Histopathology-blinded lesion detection

To minimize patient recognition by the reader, all images were randomly ordered and flipped prior to scoring. Cortical lesions were manually scored in Medical Image Processing, Analysis and Visualization software (MIPAV; version 10.0.0, Centre for Information Technology, National Institutes of Health, Bethesda, MD, USA). Cortical lesions were scored in axial fashion following consensus guidelines developed by the MAGNIMS group for both artificially generated and conventionally acquired DIR images: cortical lesions had to be hyperintense areas compared to the surrounding grey matter, of at least 3 mm216. For every scored lesion, adjacent slices were assessed to prevent scoring artefacts, e.g. from cortical vessels that can followed through adjacent slices. Lesion scoring was performed by P.M.B. (3 years of experience in cortical lesion scoring). Histopathology-blinded and unblinded inter-rater agreement was evaluated with J.J.G.G. (> 15 years of experience) for a subset of five patients for all sequences. Furthermore, histopathology-blinded intra-rater agreement was determined for all sequences of a random subset of five patients.

Histopathological staining and lesion identification

Brain tissue was stained for proteolipid protein (myelin; PLP)—the histopathological staining protocol is provided in the supplementary methods. After tissue staining and histopathology-blinded MRI scoring, histopathological lesions were identified as areas of complete absence of myelin (i.e., lack of PLP). Cortical lesions were also subdivided into four types based on their position in the cortex: mixed grey-white matter lesions (type I; leukocortical lesions), purely intracortical (type II; intracortical lesions), subpial (type III) or pan-cortical (type IV) lesions17.
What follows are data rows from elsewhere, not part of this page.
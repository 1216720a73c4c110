//! Persistence error types.

use thiserror::Error;

#[derive(Debug, Error)]
pub enum PersistenceError {
    #[error("IO error: {0}")]
    Io(#[from] std::io::Error),

    #[error("JSON error: {0}")]
    Json(#[from] serde_json::Error),

    #[error("Snapshot belongs to {found}, expected {expected}")]
    IdentityMismatch { expected: String, found: String },
}

pub type PersistenceResult<T> = Result<T, PersistenceError>;
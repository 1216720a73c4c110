//! Per-identity engine loop.
//!
//! Owns every core component of one identity and multiplexes their inputs:
//! session events, flips and settings from the feed, and the scheduler
//! tick. Dialog handling is spawned so a slow dialog never delays the
//! chat line or flip that arrives while it runs.

use std::sync::Arc;
use std::time::Duration;

use ahflip_core::{
    priority, BacklogEntry, Clock, ListRequest, OperationMode, Opportunity, QueuedAction,
};
use ahflip_feed::FeedCommand;
use ahflip_session::{DynSession, LocationStage, SessionEvent};
use ahflip_telemetry::Metrics;
use tokio::sync::{mpsc, watch};
use tokio::time::MissedTickBehavior;
use tokio_util::sync::CancellationToken;
use tracing::{debug, info, info_span, warn, Instrument};

use crate::backlog::ActionBacklog;
use crate::chat::{is_useless, ChatEvent, ChatInterpreter, ForwardFilter};
use crate::collaborators::{BacklogObserver, Collaborators};
use crate::config::EngineConfig;
use crate::error::{EngineError, EngineResult};
use crate::intake::FlipIntake;
use crate::machine::DialogStateMachine;
use crate::racer::DeadlineRacer;
use crate::register::ModeRegister;
use crate::scheduler::{QueueScheduler, TickOutcome};

/// Input pushed into a running engine.
#[derive(Debug, Clone)]
pub enum EngineInput {
    Flip(Opportunity),
    /// Settings push from the feed.
    Settings { chat_regex: Option<String> },
}

// ============================================================================
// EngineHandle
// ============================================================================

/// Clonable handle for the external command layer.
#[derive(Clone)]
pub struct EngineHandle {
    identity: String,
    register: Arc<ModeRegister>,
    backlog: Arc<ActionBacklog>,
    inputs: mpsc::Sender<EngineInput>,
}

impl EngineHandle {
    pub fn identity(&self) -> &str {
        &self.identity
    }

    /// Enqueue an action for its target mode at `rank`.
    pub fn queue_add(&self, action: QueuedAction, rank: u8) -> u64 {
        let target = action.target_mode();
        self.backlog.add(action, target, rank)
    }

    /// Drop the most urgent queued action.
    pub fn queue_remove(&self) -> Option<BacklogEntry> {
        self.backlog.remove_highest()
    }

    pub fn mode(&self) -> OperationMode {
        self.register.get()
    }

    /// Epoch ms of the last mode transition.
    pub fn get_time(&self) -> u64 {
        self.register.get_time()
    }

    pub async fn submit_flip(&self, opportunity: Opportunity) -> EngineResult<()> {
        self.inputs
            .send(EngineInput::Flip(opportunity))
            .await
            .map_err(|_| EngineError::ChannelClosed)
    }

    pub async fn update_settings(&self, chat_regex: Option<String>) -> EngineResult<()> {
        self.inputs
            .send(EngineInput::Settings { chat_regex })
            .await
            .map_err(|_| EngineError::ChannelClosed)
    }

    /// Enqueue termination behind everything already queued.
    pub fn stop(&self) -> u64 {
        info!(identity = %self.identity, "Termination queued");
        self.queue_add(QueuedAction::Terminate, priority::TERMINATE)
    }

    pub fn backlog_snapshot(&self) -> Vec<BacklogEntry> {
        self.backlog.snapshot()
    }

    pub fn restore_backlog(&self, entries: Vec<BacklogEntry>) -> usize {
        self.backlog.restore(entries)
    }

    pub fn set_backlog_observer(&self, observer: Arc<dyn BacklogObserver>) {
        self.backlog.set_observer(observer);
    }

    #[must_use]
    pub fn subscribe(&self) -> watch::Receiver<OperationMode> {
        self.register.subscribe()
    }
}

// ============================================================================
// Engine
// ============================================================================

pub struct Engine {
    identity: String,
    config: EngineConfig,
    session: DynSession,
    collaborators: Collaborators,
    register: Arc<ModeRegister>,
    backlog: Arc<ActionBacklog>,
    racer: Arc<DeadlineRacer>,
    intake: FlipIntake,
    machine: Arc<DialogStateMachine>,
    scheduler: QueueScheduler,
    chat: ChatInterpreter,
    forward: ForwardFilter,
    inputs: mpsc::Receiver<EngineInput>,
    /// Parent of every race and spam run; cancelled when the loop ends.
    cancel: CancellationToken,
}

impl Engine {
    pub fn new(
        identity: impl Into<String>,
        config: EngineConfig,
        session: DynSession,
        collaborators: Collaborators,
        clock: Arc<dyn Clock>,
    ) -> EngineResult<(Self, EngineHandle)> {
        let identity = identity.into();
        let cancel = CancellationToken::new();

        let (register, _rx) = ModeRegister::new(clock.clone());
        let register = Arc::new(register);
        let backlog = Arc::new(ActionBacklog::new(identity.clone()));
        let racer = Arc::new(DeadlineRacer::new(
            config.timing.clone(),
            session.clone(),
            register.clone(),
            clock.clone(),
            cancel.clone(),
        ));
        let intake = FlipIntake::new(
            config.timing.clone(),
            session.clone(),
            register.clone(),
            backlog.clone(),
            racer.clone(),
            collaborators.tracker.clone(),
            clock.clone(),
        );
        let machine = Arc::new(DialogStateMachine::new(
            config.clone(),
            session.clone(),
            register.clone(),
            racer.clone(),
            collaborators.relist.clone(),
            clock.clone(),
        ));
        let scheduler = QueueScheduler::new(
            identity.clone(),
            config.clone(),
            session.clone(),
            register.clone(),
            backlog.clone(),
            racer.clone(),
            collaborators.clone(),
            clock,
        );

        let (tx, rx) = mpsc::channel(256);
        let handle = EngineHandle {
            identity: identity.clone(),
            register: register.clone(),
            backlog: backlog.clone(),
            inputs: tx,
        };
        let engine = Self {
            identity,
            config,
            session,
            collaborators,
            register,
            backlog,
            racer,
            intake,
            machine,
            scheduler,
            chat: ChatInterpreter::new()?,
            forward: ForwardFilter::new(),
            inputs: rx,
            cancel,
        };
        Ok((engine, handle))
    }

    /// Run until terminated (`Ok`), shut down (`Ok`) or the session is
    /// lost (`Err(SessionLost)`).
    pub async fn run(
        mut self,
        events: mpsc::Receiver<SessionEvent>,
        shutdown: CancellationToken,
    ) -> EngineResult<()> {
        let span = info_span!("engine", identity = %self.identity);
        let mut inputs = std::mem::replace(&mut self.inputs, mpsc::channel(1).1);
        let result = self
            .event_loop(events, &mut inputs, shutdown)
            .instrument(span)
            .await;
        self.cancel.cancel();
        result
    }

    async fn event_loop(
        &self,
        mut events: mpsc::Receiver<SessionEvent>,
        inputs: &mut mpsc::Receiver<EngineInput>,
        shutdown: CancellationToken,
    ) -> EngineResult<()> {
        let mut ticker =
            tokio::time::interval(Duration::from_millis(self.config.timing.queue_interval_ms));
        ticker.set_missed_tick_behavior(MissedTickBehavior::Delay);
        info!("Engine started");

        loop {
            tokio::select! {
                _ = shutdown.cancelled() => {
                    info!("Engine shut down");
                    return Ok(());
                }

                event = events.recv() => match event {
                    Some(SessionEvent::DialogOpened { window_id, title }) => {
                        let machine = self.machine.clone();
                        tokio::spawn(
                            async move { machine.on_dialog_opened(window_id, &title).await }
                                .in_current_span(),
                        );
                    }
                    Some(SessionEvent::DialogClosed { window_id }) => {
                        debug!(window_id, "Dialog closed");
                    }
                    Some(SessionEvent::Chat { text }) => self.on_chat(text).await,
                    Some(SessionEvent::Location { stage }) => self.on_location(stage),
                    Some(SessionEvent::Disconnected { reason }) => {
                        if self.scheduler.is_terminated() {
                            return Ok(());
                        }
                        warn!(%reason, "Session lost");
                        return Err(EngineError::SessionLost(reason));
                    }
                    None => {
                        if self.scheduler.is_terminated() {
                            return Ok(());
                        }
                        return Err(EngineError::SessionLost(
                            "session event stream closed".to_string(),
                        ));
                    }
                },

                Some(input) = inputs.recv() => self.on_input(input).await,

                _ = ticker.tick() => {
                    if self.scheduler.tick().await == TickOutcome::Terminated {
                        return Ok(());
                    }
                }
            }
        }
    }

    /// Movement only takes an idle resource and only gives back one it
    /// took.
    fn on_location(&self, stage: LocationStage) {
        let current = self.register.get();
        let (target, allowed) = match stage {
            LocationStage::Moving => (
                OperationMode::Moving,
                current == OperationMode::Idle || current.is_transient_setup(),
            ),
            LocationStage::GettingReady => (
                OperationMode::GettingReady,
                current == OperationMode::Idle || current.is_transient_setup(),
            ),
            LocationStage::Settled => (OperationMode::Idle, current.is_transient_setup()),
        };
        if allowed {
            info!(from = %current, to = %target, "Location changed");
            self.register.set(target);
        } else {
            debug!(mode = %current, ?stage, "Location change ignored");
        }
    }

    async fn on_input(&self, input: EngineInput) {
        match input {
            EngineInput::Flip(opportunity) => {
                self.intake.on_flip(opportunity).await;
            }
            EngineInput::Settings { chat_regex } => {
                match self.forward.set(chat_regex.as_deref()) {
                    Ok(()) => debug!(?chat_regex, "Chat forwarding filter updated"),
                    Err(e) => warn!(error = %e, "Ignoring chat filter"),
                }
            }
        }
    }

    async fn on_chat(&self, text: String) {
        if self.forward.matches(&text) {
            if let Err(e) = self
                .collaborators
                .feed
                .send(FeedCommand::ChatBatch(vec![text.clone()]))
                .await
            {
                debug!(error = %e, "Chat line not forwarded");
            }
        }
        if !(self.config.block_useless_messages && is_useless(&text)) {
            info!(target: "ahflip::chat", "{}", text);
        }

        match self.chat.interpret(&text) {
            ChatEvent::Escrow => {
                if let Some(ms) = self.machine.since_view_opened() {
                    info!(elapsed_ms = ms, "Auction bought in {}ms", ms);
                }
                self.close_dialog().await;
            }
            ChatEvent::AuctionNotFound => {
                self.register.release_if(OperationMode::Buying);
            }
            ChatEvent::AuctionClosed | ChatEvent::InsufficientCoins => {
                self.register.release();
                self.close_dialog().await;
            }
            ChatEvent::Purchased { item_name, price } => {
                let tracked = self
                    .collaborators
                    .tracker
                    .record_purchase(&item_name, price);
                Metrics::purchased(tracked.as_ref().map(|t| t.profit).unwrap_or(0));
                match tracked {
                    Some(t) if self.config.relist => {
                        self.backlog.add(
                            QueuedAction::List(ListRequest {
                                auction_id: t.auction_id,
                                item_name: t.item_name,
                                price: t.target,
                                profit: t.profit,
                                finder: t.finder,
                            }),
                            OperationMode::Listing,
                            priority::LISTING,
                        );
                    }
                    Some(_) => {}
                    None => debug!(item = %item_name, price, "Purchase matches no notified flip"),
                }
            }
            ChatEvent::Sold {
                buyer,
                item_name,
                price,
            } => {
                self.collaborators
                    .tracker
                    .record_sold(&buyer, &item_name, price);
                Metrics::sold();
                self.backlog.add(
                    QueuedAction::Claim {
                        command: self.config.claim_command.clone(),
                    },
                    OperationMode::Claiming,
                    priority::CLAIM,
                );
            }
            ChatEvent::GracePeriod => self.racer.grace_reported(),
            ChatEvent::Other => {}
        }
    }

    async fn close_dialog(&self) {
        if let Err(e) = self.session.close_dialog().await {
            debug!(error = %e, "Close not sent");
        }
    }
}
//! Session error types.

use thiserror::Error;

#[derive(Debug, Error)]
pub enum SessionError {
    #[error("Session disconnected: {0}")]
    Disconnected(String),

    #[error("Send failed: {0}")]
    SendFailed(String),

    #[error("Bridge protocol error: {0}")]
    Protocol(String),

    #[error("JSON error: {0}")]
    Json(#[from] serde_json::Error),
}

pub type SessionResult<T> = Result<T, SessionError>;
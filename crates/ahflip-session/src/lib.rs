//! Remote session collaborator.
//!
//! Key components:
//! - `RemoteSession`: Dialog queries and commands the engine drives
//! - `SessionEvent`: Dialog, chat and location events (the event bridge)
//! - `SessionMirror`: Last known window and slot contents
//! - `BridgeSession`: Implementation over a JSON WebSocket bridge
//! - `MockSession`: Recording implementation for tests

pub mod bridge;
pub mod error;
pub mod mirror;
pub mod mock;
pub mod session;

pub use bridge::{BridgeConfig, BridgeSession};
pub use error::{SessionError, SessionResult};
pub use mirror::SessionMirror;
pub use mock::{MockSession, SessionCall};
pub use session::{BoxFuture, DynSession, LocationStage, OpenDialog, RemoteSession, SessionEvent};
//! Reconnecting WebSocket client for the flip feed, the control socket and
//! the session bridge.
//!
//! Provides:
//! - Automatic reconnection with exponential backoff and jitter
//! - Greeting messages replayed after every (re)connect
//! - Heartbeat monitoring with ping frames and pong timeout detection
//! - `{type, data}` JSON envelope codec
//! - Clonable, reconnect-safe write handle

pub mod connection;
pub mod error;
pub mod heartbeat;
pub mod message;
pub mod ws_write_handle;

pub use connection::{ConnectionConfig, ConnectionManager, ConnectionState, WsEvent};
pub use error::{WsError, WsResult};
pub use message::Envelope;
pub use ws_write_handle::{SendError, WsOutbound, WsWriteHandle};

use std::sync::Once;

static INIT_CRYPTO: Once = Once::new();

/// Initialize the TLS crypto provider.
/// Must be called before any WebSocket connections are made.
pub fn init_crypto() {
    INIT_CRYPTO.call_once(|| {
        let _ = rustls::crypto::ring::default_provider().install_default();
    });
}
//! Last known window and slot contents.

use crate::session::OpenDialog;
use ahflip_core::{DialogKind, SlotItem};
use parking_lot::RwLock;
use std::collections::HashMap;

#[derive(Debug, Default)]
struct MirrorState {
    dialog: Option<OpenDialog>,
    slots: HashMap<u16, SlotItem>,
}

/// Cache of the remote dialog state, updated from session events and read
/// synchronously by the engine.
#[derive(Debug, Default)]
pub struct SessionMirror {
    state: RwLock<MirrorState>,
}

impl SessionMirror {
    pub fn new() -> Self {
        Self::default()
    }

    /// A new dialog replaces the old one and all its slots.
    pub fn open(&self, window_id: u8, raw_title: &str) -> OpenDialog {
        let dialog = OpenDialog {
            window_id,
            kind: DialogKind::from_title(raw_title),
        };
        let mut state = self.state.write();
        state.dialog = Some(dialog.clone());
        state.slots.clear();
        dialog
    }

    /// Close `window_id`. Returns false if it was not the open dialog.
    pub fn close(&self, window_id: u8) -> bool {
        let mut state = self.state.write();
        match &state.dialog {
            Some(d) if d.window_id == window_id => {
                state.dialog = None;
                state.slots.clear();
                true
            }
            _ => false,
        }
    }

    /// Close whatever is open.
    pub fn close_any(&self) -> Option<OpenDialog> {
        let mut state = self.state.write();
        state.slots.clear();
        state.dialog.take()
    }

    /// Update one slot. Ignored for windows other than the open one.
    pub fn set_slot(&self, window_id: u8, slot: u16, item: Option<SlotItem>) {
        let mut state = self.state.write();
        if state.dialog.as_ref().map(|d| d.window_id) != Some(window_id) {
            return;
        }
        match item {
            Some(item) => {
                state.slots.insert(slot, item);
            }
            None => {
                state.slots.remove(&slot);
            }
        }
    }

    /// Replace all slots of the open window.
    pub fn set_items(&self, window_id: u8, items: Vec<Option<SlotItem>>) {
        let mut state = self.state.write();
        if state.dialog.as_ref().map(|d| d.window_id) != Some(window_id) {
            return;
        }
        state.slots = items
            .into_iter()
            .enumerate()
            .filter_map(|(i, item)| item.map(|it| (i as u16, it)))
            .collect();
    }

    pub fn dialog(&self) -> Option<OpenDialog> {
        self.state.read().dialog.clone()
    }

    pub fn slot(&self, slot: u16) -> Option<SlotItem> {
        let state = self.state.read();
        state.dialog.as_ref()?;
        state.slots.get(&slot).cloned()
    }

    pub fn is_open(&self, window_id: u8) -> bool {
        self.state.read().dialog.as_ref().map(|d| d.window_id) == Some(window_id)
    }
}
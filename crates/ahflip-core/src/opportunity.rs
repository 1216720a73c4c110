//! Opportunity descriptor and its identifiers.
//!
//! An `Opportunity` is built once from a feed notification and never
//! mutated afterwards. Whoever is acting on it owns it.

use crate::coins::after_tax;
use crate::text::is_cosmetic;
use serde::{Deserialize, Serialize};
use std::fmt;

/// Auction identifier as issued by the marketplace.
#[derive(Debug, Clone, PartialEq, Eq, Hash, PartialOrd, Ord, Serialize, Deserialize)]
#[serde(transparent)]
pub struct AuctionId(String);

impl AuctionId {
    pub fn new(id: impl Into<String>) -> Self {
        Self(id.into())
    }

    pub fn as_str(&self) -> &str {
        &self.0
    }

    /// Command that opens the view dialog for this auction.
    pub fn view_command(&self) -> String {
        format!("/viewauction {}", self.0)
    }
}

impl fmt::Display for AuctionId {
    fn fmt(&self, f: &mut fmt::Formatter<'_>) -> fmt::Result {
        f.write_str(&self.0)
    }
}

impl From<&str> for AuctionId {
    fn from(s: &str) -> Self {
        Self(s.to_string())
    }
}

impl From<String> for AuctionId {
    fn from(s: String) -> Self {
        Self(s)
    }
}

/// Which upstream strategy found the opportunity.
#[derive(Debug, Clone, PartialEq, Eq, Hash, Serialize, Deserialize)]
#[serde(from = "String", into = "String")]
pub enum Finder {
    User,
    Sniper,
    SniperMedian,
    Tfm,
    Ai,
    CraftCost,
    Stonks,
    Flipper,
    /// Requested through the control socket.
    External,
    Other(String),
}

impl Finder {
    /// Wire tag, e.g. `SNIPER_MEDIAN`.
    pub fn tag(&self) -> &str {
        match self {
            Self::User => "USER",
            Self::Sniper => "SNIPER",
            Self::SniperMedian => "SNIPER_MEDIAN",
            Self::Tfm => "TFM",
            Self::Ai => "AI",
            Self::CraftCost => "CRAFT_COST",
            Self::Stonks => "STONKS",
            Self::Flipper => "FLIPPER",
            Self::External => "EXTERNAL",
            Self::Other(s) => s,
        }
    }

    /// Human-readable name for logs and alerts.
    pub fn display_name(&self) -> &str {
        match self {
            Self::User => "User",
            Self::Sniper => "Sniper",
            Self::SniperMedian => "Median Sniper",
            Self::Tfm => "TFM",
            Self::Ai => "AI",
            Self::CraftCost => "Craft Cost",
            Self::Stonks => "Stonks",
            Self::Flipper => "Flipper",
            Self::External => "External",
            Self::Other(s) => s,
        }
    }
}

impl From<String> for Finder {
    fn from(s: String) -> Self {
        match s.to_ascii_uppercase().as_str() {
            "USER" => Self::User,
            "SNIPER" => Self::Sniper,
            "SNIPER_MEDIAN" => Self::SniperMedian,
            "TFM" => Self::Tfm,
            "AI" => Self::Ai,
            "CRAFT_COST" => Self::CraftCost,
            "STONKS" => Self::Stonks,
            "FLIPPER" => Self::Flipper,
            "EXTERNAL" => Self::External,
            _ => Self::Other(s),
        }
    }
}

impl From<&str> for Finder {
    fn from(s: &str) -> Self {
        Self::from(s.to_string())
    }
}

impl From<Finder> for String {
    fn from(f: Finder) -> Self {
        f.tag().to_string()
    }
}

impl fmt::Display for Finder {
    fn fmt(&self, f: &mut fmt::Formatter<'_>) -> fmt::Result {
        f.write_str(self.display_name())
    }
}

/// One notified chance to acquire an item before a deadline.
#[derive(Debug, Clone, PartialEq, Eq, Serialize, Deserialize)]
pub struct Opportunity {
    pub id: AuctionId,
    pub finder: Finder,
    /// Item identifier (tag).
    pub tag: String,
    /// Display name as notified, colour codes included.
    pub item_name: String,
    pub starting_bid: u64,
    pub target: u64,
    /// Epoch milliseconds at which the auction becomes purchasable.
    pub purchase_at_ms: Option<u64>,
}

impl Opportunity {
    /// Expected profit after auction-house tax. Can be negative.
    pub fn profit(&self) -> i64 {
        after_tax(self.target) as i64 - self.starting_bid as i64
    }

    /// Whether the deadline is still ahead of `now_ms`.
    pub fn deadline_ahead(&self, now_ms: u64) -> bool {
        matches!(self.purchase_at_ms, Some(at) if at > now_ms)
    }

    pub fn is_cosmetic(&self) -> bool {
        is_cosmetic(&self.item_name)
    }
}
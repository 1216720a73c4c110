//! Deferred actions competing for the dialog resource.

use crate::mode::OperationMode;
use crate::opportunity::{AuctionId, Finder};
use serde::{Deserialize, Serialize};
use std::fmt;

/// Priority ranks. Lower is more urgent.
pub mod priority {
    /// A buy that arrived while the resource was busy.
    pub const BUY_RETRY: u8 = 0;
    pub const CLAIM: u8 = 2;
    pub const LISTING: u8 = 2;
    pub const DELISTING: u8 = 3;
    /// A buy requested through the control socket.
    pub const EXTERNAL_BUY: u8 = 4;
    /// Shutdown always drains last.
    pub const TERMINATE: u8 = 10;
}

/// Buy payload. Re-issues the view request for an auction.
#[derive(Debug, Clone, PartialEq, Eq, Serialize, Deserialize)]
pub struct BuyRequest {
    pub auction_id: AuctionId,
    pub finder: Finder,
    pub profit: i64,
    pub item_name: String,
    /// Epoch ms deadline from the original notification, if any.
    #[serde(default)]
    pub purchase_at_ms: Option<u64>,
}

/// Relist payload for a tracked purchase.
#[derive(Debug, Clone, PartialEq, Eq, Serialize, Deserialize)]
pub struct ListRequest {
    pub auction_id: AuctionId,
    pub item_name: String,
    pub price: u64,
    pub profit: i64,
    pub finder: Finder,
}

/// Payload of a backlog entry.
#[derive(Debug, Clone, PartialEq, Eq, Serialize, Deserialize)]
#[serde(tag = "kind", rename_all = "snake_case")]
pub enum QueuedAction {
    Buy(BuyRequest),
    /// Chat command that claims sold-auction proceeds.
    Claim { command: String },
    List(ListRequest),
    /// Relist requested with a price only.
    ListUntagged { auction_id: AuctionId, price: u64 },
    Delist { auction_id: AuctionId, item_uuid: String },
    Terminate,
}

impl QueuedAction {
    /// Mode the scheduler sets when dispatching this action.
    pub fn target_mode(&self) -> OperationMode {
        match self {
            Self::Buy(_) => OperationMode::Buying,
            Self::Claim { .. } => OperationMode::Claiming,
            Self::List(_) => OperationMode::Listing,
            Self::ListUntagged { .. } => OperationMode::ListingUntagged,
            Self::Delist { .. } => OperationMode::Delisting,
            Self::Terminate => OperationMode::Terminating,
        }
    }

    pub fn is_buy(&self) -> bool {
        matches!(self, Self::Buy(_))
    }
}

impl fmt::Display for QueuedAction {
    fn fmt(&self, f: &mut fmt::Formatter<'_>) -> fmt::Result {
        match self {
            Self::Buy(b) => write!(f, "buy {} ({})", b.item_name, b.auction_id),
            Self::Claim { command } => write!(f, "claim `{}`", command),
            Self::List(l) => write!(f, "list {} @ {}", l.item_name, l.price),
            Self::ListUntagged { auction_id, price } => {
                write!(f, "list {} @ {}", auction_id, price)
            }
            Self::Delist { auction_id, .. } => write!(f, "delist {}", auction_id),
            Self::Terminate => write!(f, "terminate"),
        }
    }
}

/// One backlog entry. Ordered by `(rank, seq)` by the backlog.
#[derive(Debug, Clone, PartialEq, Eq, Serialize, Deserialize)]
pub struct BacklogEntry {
    pub action: QueuedAction,
    pub target: OperationMode,
    pub rank: u8,
    /// Insertion order. Breaks ties between equal ranks (FIFO).
    pub seq: u64,
}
Matching and unblinded MRI scoring

After histopathology-blinded MRI scoring, tissue samples were matched to the conventionally acquired DIR images through manual identification of the corresponding MRI regions. The matching procedure is illustrated in Fig. 1. To assure that no lesions were missed due to thin slicing and curving of the tissue sample in the coronal plane, unblinded assessment was expanded to the slices adjacent to lesion location. Contrast ratios for the different sequences were calculated; detailed descriptions are provided in the supplementary material.

Statistical analysis

Sensitivity of the included sequences for cortical lesion detection was determined by dividing the number of lesions detected in the histopathology-blinded (or unblinded scorings) by the number of lesions detected on histopathology, times 100%. Specificity of the different sequences was determined by dividing the number of histopathologically validated lesions by the tot number of lesions that were scored. Comparisons between sequences and sequences to histopathology were made using linear mixed models in SPSS 26.0 (SPSS, Chicago, Illinois), controlling for age, sex and postmortem delay at time of commencement of the in situ MRI. Results were corrected for multiple comparisons using Fischer’s Least Significant Difference test, after which P-values of ≤ 0.05 were considered statistically significant. Inter- and intra-rater agreement were expressed as intra-class correlation coefficient, two-way mixed model, absolute agreement. Differences between contrast ratios were assessed using Wilcoxon signed-rank tests.